Content starts
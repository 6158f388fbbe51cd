//! Class entity.

use crate::{AttributeTargets, ClassFlags, ClassId, ClassKind, MemberId, Span, TypeHash, Visibility};

use super::AttachedAttribute;

/// Progress of building a class's inheritance edges.
///
/// `InProgress` only exists while the gatherer is resolving the class's
/// bases; re-entering a class in that state means the base graph is cyclic.
#[derive(Debug, Clone, Copy, PartialEq, Eq, Hash, Default)]
pub enum ResolutionState {
    #[default]
    Unresolved,
    InProgress,
    Resolved,
}

/// Progress of applying a class's attributes.
#[derive(Debug, Clone, Copy, PartialEq, Eq, Hash, Default)]
pub enum AttrMode {
    #[default]
    NotVisited,
    Processing,
    Done,
}

/// A class, struct, interface, enum or delegate.
#[derive(Debug, Clone, PartialEq)]
pub struct ClassEntry {
    /// Arena index, assigned by the class graph.
    pub id: ClassId,
    /// Unqualified name.
    pub name: String,
    /// Dotted namespace (empty for the global namespace).
    pub namespace: String,
    /// Namespace, nesting parents and name joined with `.`.
    pub qualified_name: String,
    /// Identity hash of `qualified_name`.
    pub type_hash: TypeHash,
    pub kind: ClassKind,
    pub visibility: Visibility,
    pub flags: ClassFlags,

    // === Inheritance ===
    /// Class this one is nested inside.
    pub nesting_parent: Option<ClassId>,
    /// Single non-interface base. `None` for interfaces and the root object type.
    pub parent: Option<ClassId>,
    /// Directly implemented (or, for interfaces, extended) interfaces.
    pub interfaces: Vec<ClassId>,

    // === Contents ===
    /// Nested classes in declaration order.
    pub nested: Vec<ClassId>,
    /// Members in declaration order.
    pub members: Vec<MemberId>,
    /// Attributes applied to the class itself.
    pub attributes: Vec<AttachedAttribute>,

    // === Bookkeeping ===
    pub state: ResolutionState,
    pub attr_mode: AttrMode,
    /// Valid-on mask for attribute classes that carry a usage constraint.
    pub attribute_usage: Option<AttributeTargets>,
    /// Where the class was declared (unknown for imported classes).
    pub span: Span,
}

impl ClassEntry {
    /// Create an unresolved class entry.
    pub fn new(name: impl Into<String>, namespace: impl Into<String>, kind: ClassKind) -> Self {
        let name = name.into();
        let namespace = namespace.into();
        let qualified_name = if namespace.is_empty() {
            name.clone()
        } else {
            format!("{namespace}.{name}")
        };
        let type_hash = TypeHash::from_name(&qualified_name);
        Self {
            id: ClassId(0),
            name,
            namespace,
            qualified_name,
            type_hash,
            kind,
            visibility: Visibility::Public,
            flags: ClassFlags::empty(),
            nesting_parent: None,
            parent: None,
            interfaces: Vec::new(),
            nested: Vec::new(),
            members: Vec::new(),
            attributes: Vec::new(),
            state: ResolutionState::Unresolved,
            attr_mode: AttrMode::NotVisited,
            attribute_usage: None,
            span: Span::default(),
        }
    }

    // === Builder Methods ===

    pub fn with_visibility(mut self, visibility: Visibility) -> Self {
        self.visibility = visibility;
        self
    }

    pub fn with_flags(mut self, flags: ClassFlags) -> Self {
        self.flags |= flags;
        self
    }

    pub fn with_span(mut self, span: Span) -> Self {
        self.span = span;
        self
    }

    /// Set the nesting parent and its qualified name prefix.
    pub fn nested_in(mut self, outer: ClassId, outer_qualified_name: &str) -> Self {
        self.nesting_parent = Some(outer);
        self.qualified_name = format!("{outer_qualified_name}.{}", self.name);
        self.type_hash = TypeHash::from_name(&self.qualified_name);
        self
    }

    pub fn with_parent(mut self, parent: ClassId) -> Self {
        self.parent = Some(parent);
        self
    }

    pub fn with_interface(mut self, interface: ClassId) -> Self {
        self.interfaces.push(interface);
        self
    }

    /// Mark as loaded from a referenced unit. Imported classes are born resolved.
    pub fn imported(mut self) -> Self {
        self.flags |= ClassFlags::IMPORTED;
        self.state = ResolutionState::Resolved;
        self
    }

    pub fn as_sealed(mut self) -> Self {
        self.flags |= ClassFlags::SEALED;
        self
    }

    pub fn as_abstract(mut self) -> Self {
        self.flags |= ClassFlags::ABSTRACT;
        self
    }

    // === Query Methods ===

    pub fn is_interface(&self) -> bool {
        self.kind == ClassKind::Interface
    }

    pub fn is_delegate(&self) -> bool {
        self.kind == ClassKind::Delegate
    }

    pub fn is_value_type(&self) -> bool {
        self.kind.is_value_type()
    }

    pub fn is_sealed(&self) -> bool {
        self.flags.contains(ClassFlags::SEALED)
    }

    pub fn is_abstract(&self) -> bool {
        self.flags.contains(ClassFlags::ABSTRACT)
    }

    pub fn is_imported(&self) -> bool {
        self.flags.contains(ClassFlags::IMPORTED)
    }

    pub fn is_resolved(&self) -> bool {
        self.state == ResolutionState::Resolved
    }

    /// Attribute target kind for this class.
    pub fn attribute_target(&self) -> AttributeTargets {
        match self.kind {
            ClassKind::Enum => AttributeTargets::ENUM,
            ClassKind::Struct => AttributeTargets::STRUCT,
            ClassKind::Delegate => AttributeTargets::DELEGATE,
            ClassKind::Interface => AttributeTargets::INTERFACE,
            ClassKind::Class => AttributeTargets::CLASS,
        }
    }
}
Content ends
__Exercise brief__:
Wherever the word "AttachedAttribute" shows up in the material, copy the line it is on.

__Exercise solution__:
use super::AttachedAttribute;
    pub attributes: Vec<AttachedAttribute>,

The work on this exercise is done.